Wednesday, December 17, 2008

Competing against the giants of e-commerce

I live in a small town, about 7000-8000 residents, and the nearest "big" city is about 20 miles away. The economy in town is thriving, despite the national economy struggling, because it is usually cheaper to shop in town than to drive an hour, in traffic, to shop in the "big" cities. Stores around here include gift shops, clothing stores, a thrift store, a bookstore, drug stores, dollar stores, a game and a movie store, then the staples like Walmart, Lowe's, and a couple grocery stores. There are also many privately owned restaurants and a few corporate and franchise restaurants like Ruby Tuesday. There really isn't much need to go to the mall in the nearest cities, since it can all be found here. This is the way the economy runs the real brick and mortar world. Buy close, buy in bulk, and stay home.

But, in the ecommerce world, businesses are struggling. One would think that it is cheaper to shop online than drive to buy what you want, but that isn't always the case. There are shipping charges, cost of living and operating increases, and supplier increases. Only a few online retailers can have the same buying power as a national chain with hundreds, or thousands of stores. Surveys have shown that over 70% of all e-tailers use a second party to dropship some or all of their products (including retail companies like Circuit City, Best Buy, and KMart) leaving their online businesses at the mercy of supplier charges. The supplier has no incentive to give these 70% any discounts, since every order is processed individually by them. Therefore a moderately successful seller can dropship the same products and get the cost close enough, that with lower overhead, can match the pricing. This is where customer service pays off in the world of ecommerce.
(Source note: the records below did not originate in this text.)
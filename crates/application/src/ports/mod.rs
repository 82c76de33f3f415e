//! Port definitions (interfaces)
//!
//! Ports define the boundaries between the template engine and external
//! systems. Each port is a trait implemented by adapters in the
//! infrastructure layer.

mod document_lookup;
mod environment_repository;

pub use document_lookup::{
    DocumentLookup, DocumentSource, LookupError, SourceLookup, extract_value,
};
pub use environment_repository::{EnvironmentError, EnvironmentRepository};
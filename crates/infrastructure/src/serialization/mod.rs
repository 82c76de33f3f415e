//! Serialization for request documents.
//!
//! Documents are read from JSON or YAML into [`courier_domain::Document`] and
//! written back with:
//! - 2-space indentation (JSON)
//! - A trailing newline
//! - Mapping keys in the order they were read

mod formats;

pub use formats::*;
//! File-backed cross-document lookup.

use std::path::PathBuf;

use courier_application::ports::{DocumentSource, LookupError, SourceLookup};
use courier_domain::Document;
use tracing::debug;

use crate::documents::{DocumentError, find_unique_file, load_document};

/// Loads documents by base name from anywhere under a project root.
///
/// The name must identify exactly one file; see
/// [`find_matching_files`](crate::documents::find_matching_files) for how
/// names are matched.
#[derive(Debug, Clone)]
pub struct FileDocumentLookup {
    root: PathBuf,
}

impl FileDocumentLookup {
    /// Creates a lookup rooted at `root`.
    #[must_use]
    pub fn new(root: impl Into<PathBuf>) -> Self {
        Self { root: root.into() }
    }

    /// Wraps this source into a lookup usable by the template engine.
    #[must_use]
    pub const fn into_lookup(self) -> SourceLookup<Self> {
        SourceLookup::new(self)
    }
}

impl DocumentSource for FileDocumentLookup {
    fn load(&self, name: &str) -> Result<Document, LookupError> {
        let path = find_unique_file(name, &self.root).map_err(|e| match e {
            DocumentError::NoMatch { name, .. } => LookupError::DocumentNotFound(name),
            other => LookupError::Source(other.to_string()),
        })?;

        debug!(name, path = %path.display(), "resolved document for lookup");
        load_document(&path).map_err(|e| LookupError::Source(e.to_string()))
    }
}

#[cfg(test)]
mod tests {
    use super::*;
    use courier_application::ports::DocumentLookup;
    use pretty_assertions::assert_eq;
    use std::fs;
    use tempfile::TempDir;

    fn project() -> TempDir {
        let dir = TempDir::new().unwrap();
        fs::create_dir_all(dir.path().join("auth")).unwrap();
        fs::write(
            dir.path().join("auth/login.yaml"),
            "access_token: tok-1\ndata:\n  user:\n    id: 99\n  roles: [admin, dev]\n",
        )
        .unwrap();
        dir
    }

    #[test]
    fn test_loads_document_by_base_name() {
        let dir = project();
        let source = FileDocumentLookup::new(dir.path());

        let doc = source.load("Login").unwrap();
        assert_eq!(doc.get("access_token"), Some(&Document::from("tok-1")));
    }

    #[test]
    fn test_lookup_extracts_keys() {
        let dir = project();
        let lookup = FileDocumentLookup::new(dir.path()).into_lookup();

        assert_eq!(
            lookup.lookup("access_token", "login.yaml").unwrap(),
            Document::from("tok-1")
        );
        assert_eq!(
            lookup.lookup("data.user.id", "login").unwrap(),
            Document::from(99_i64)
        );
        assert_eq!(
            lookup.lookup("data.roles[1]", "login").unwrap(),
            Document::from("dev")
        );
    }

    #[test]
    fn test_missing_document_and_key() {
        let dir = project();
        let lookup = FileDocumentLookup::new(dir.path()).into_lookup();

        assert_eq!(
            lookup.lookup("x", "missing").unwrap_err(),
            LookupError::DocumentNotFound("missing".to_string())
        );
        assert_eq!(
            lookup.lookup("nope", "login").unwrap_err(),
            LookupError::KeyNotFound {
                key: "nope".to_string(),
                document: "login".to_string(),
            }
        );
    }

    #[test]
    fn test_ambiguous_name_is_an_error() {
        let dir = project();
        fs::write(dir.path().join("login.json"), "{}").unwrap();
        let source = FileDocumentLookup::new(dir.path());

        match source.load("login").unwrap_err() {
            LookupError::Source(message) => assert!(message.contains("ambiguous")),
            other => panic!("expected ambiguity error, got {other:?}"),
        }
    }
}
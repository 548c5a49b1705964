//! Shared domain types for Keepsake.
//!
//! This crate contains the core domain types used across the Keepsake
//! companion backend: conversation turns, the memory document and its
//! extracted fragments, personal-record documents, and their associated
//! error types.
//!
//! Zero infrastructure dependencies -- only serde, uuid, chrono, thiserror.

pub mod backend;
pub mod chat;
pub mod error;
pub mod memory;
pub mod profile;
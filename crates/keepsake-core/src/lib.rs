//! Business logic for the Keepsake companion backend.
//!
//! The session context/state engine lives here: keyword extraction and the
//! double-mention rule, per-session conversation assembly, interpretation of
//! backend replies, and the merge engine that folds extracted fragments into
//! the durable memory document.
//!
//! Infrastructure (file storage, the Gemini HTTP client) is kept behind the
//! [`store::RecordStore`] and [`backend::GenerativeBackend`] traits so this
//! crate never depends on keepsake-infra.

pub mod backend;
pub mod companion;
pub mod context;
pub mod interpret;
pub mod keyword;
pub mod mention;
pub mod merge;
pub mod prompt;
pub mod session;
pub mod store;
//! Conversation types for Keepsake.
//!
//! A session's conversation is an ordered list of [`Turn`]s. The turn list is
//! the authoritative history sent verbatim to the generative backend on every
//! chat call. The durable chat log persisted across sessions uses
//! [`ChatEntry`] records instead.

use serde::{Deserialize, Serialize};

use std::fmt;
use std::str::FromStr;

/// Role of a turn in a session conversation.
///
/// `Priming` marks the instruction turn seeded at session bootstrap; on the
/// backend wire it is sent with the `user` role, but keeping it distinct lets
/// callers tell bootstrap content apart from real user utterances.
#[derive(Debug, Clone, Copy, PartialEq, Eq, Serialize, Deserialize)]
#[serde(rename_all = "lowercase")]
pub enum TurnRole {
    User,
    Model,
    Priming,
}

impl fmt::Display for TurnRole {
    fn fmt(&self, f: &mut fmt::Formatter<'_>) -> fmt::Result {
        match self {
            TurnRole::User => write!(f, "user"),
            TurnRole::Model => write!(f, "model"),
            TurnRole::Priming => write!(f, "priming"),
        }
    }
}

impl FromStr for TurnRole {
    type Err = String;

    fn from_str(s: &str) -> Result<Self, Self::Err> {
        match s.to_lowercase().as_str() {
            "user" => Ok(TurnRole::User),
            "model" => Ok(TurnRole::Model),
            "priming" => Ok(TurnRole::Priming),
            other => Err(format!("invalid turn role: '{other}'")),
        }
    }
}

/// One message in a session conversation. Immutable once appended.
#[derive(Debug, Clone, Serialize, Deserialize)]
pub struct Turn {
    pub role: TurnRole,
    pub text: String,
}

impl Turn {
    pub fn user(text: impl Into<String>) -> Self {
        Self {
            role: TurnRole::User,
            text: text.into(),
        }
    }

    pub fn model(text: impl Into<String>) -> Self {
        Self {
            role: TurnRole::Model,
            text: text.into(),
        }
    }

    pub fn priming(text: impl Into<String>) -> Self {
        Self {
            role: TurnRole::Priming,
            text: text.into(),
        }
    }
}

/// One entry in the durable chat log document.
///
/// Append-only from the core's perspective. The `id` lets chat-derived
/// memories reference the exact exchange they came from.
#[derive(Debug, Clone, Serialize, Deserialize)]
pub struct ChatEntry {
    #[serde(default)]
    pub id: String,
    #[serde(default)]
    pub timestamp: String,
    #[serde(default)]
    pub sender: String,
    #[serde(default)]
    pub content: String,
}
If the suppliers are willing to dropship for any business, there can't possibly be much difference in price among the many e-tailers. In fact, I used the same distributor that Circuit City and KMart use for media products, but I never came near 1% of their sales. The difference between my business and theirs is their reputation of customer service. These are branded companies, I was not. Sure, I had a following on eBay, but they had decades of customer service I could not match. What I had to do is stop competing with everyone else, and just make myself stand out. Here is how I did it:

How can any business succeed against established corporations who sell mass catalog dropshipped products online?
1. Offer terrific service. No corporate online business can beat one on one personalized service. They hardly send real emails to customers, so if you do, you have an edge. This won't win all their business, but it will draw a few away who want that personal touch.
2. Stop competing. Don't sell the exact same products at the exact same prices. They will always win in this economic slump due to their name recognition. I sell the exact same movies as Amazon and Best Buy's sites, and a lot of mine probably cost more. What I offer is a better shopping experience with quick email responses, and quick resolutions to problems if they come up.
3. Sell your servic-ers, not your servic-es. When is the last time you saw a profile of the person shipping packages for Best Buy's website? Let customers know who is handling their order, pictures, short biography, experience, etc, and you will gain trust immediately.
4. Take a few hours each week, and visit customer profiles. For instance, if one customer buys quite a few Sean Connery movies, I would customize a packing slip to print for each order just for them. When I make the order, I let them know that they will receive 20% off their next Sean Connery movie, and tell them the discount will show up the next time they login. Then, thank them by name, and save it for their almost certain next order. Or, if I have a very loyal customer, I may just throw in a freebie I think they may like... I have done this for years, and it never fails to make some new friends when the customer opens a package and finds something free.
5. Finally, instead of just printing a packing slip and stuffing it inside the package, try a little personal touch. Try writing on every one:
"Thank you XXXXX for shopping at House Of Blu.
Sincerely, Duane
Owner, House Of Blu - We Are Blu-Ray"
Boy, wouldn't that just tickle a customer to read a personal message handwritten from the owner of the business they just gave their money to?

Those are just a few tips for competing in a global, corporate dominated world of ecommerce. That's it for today!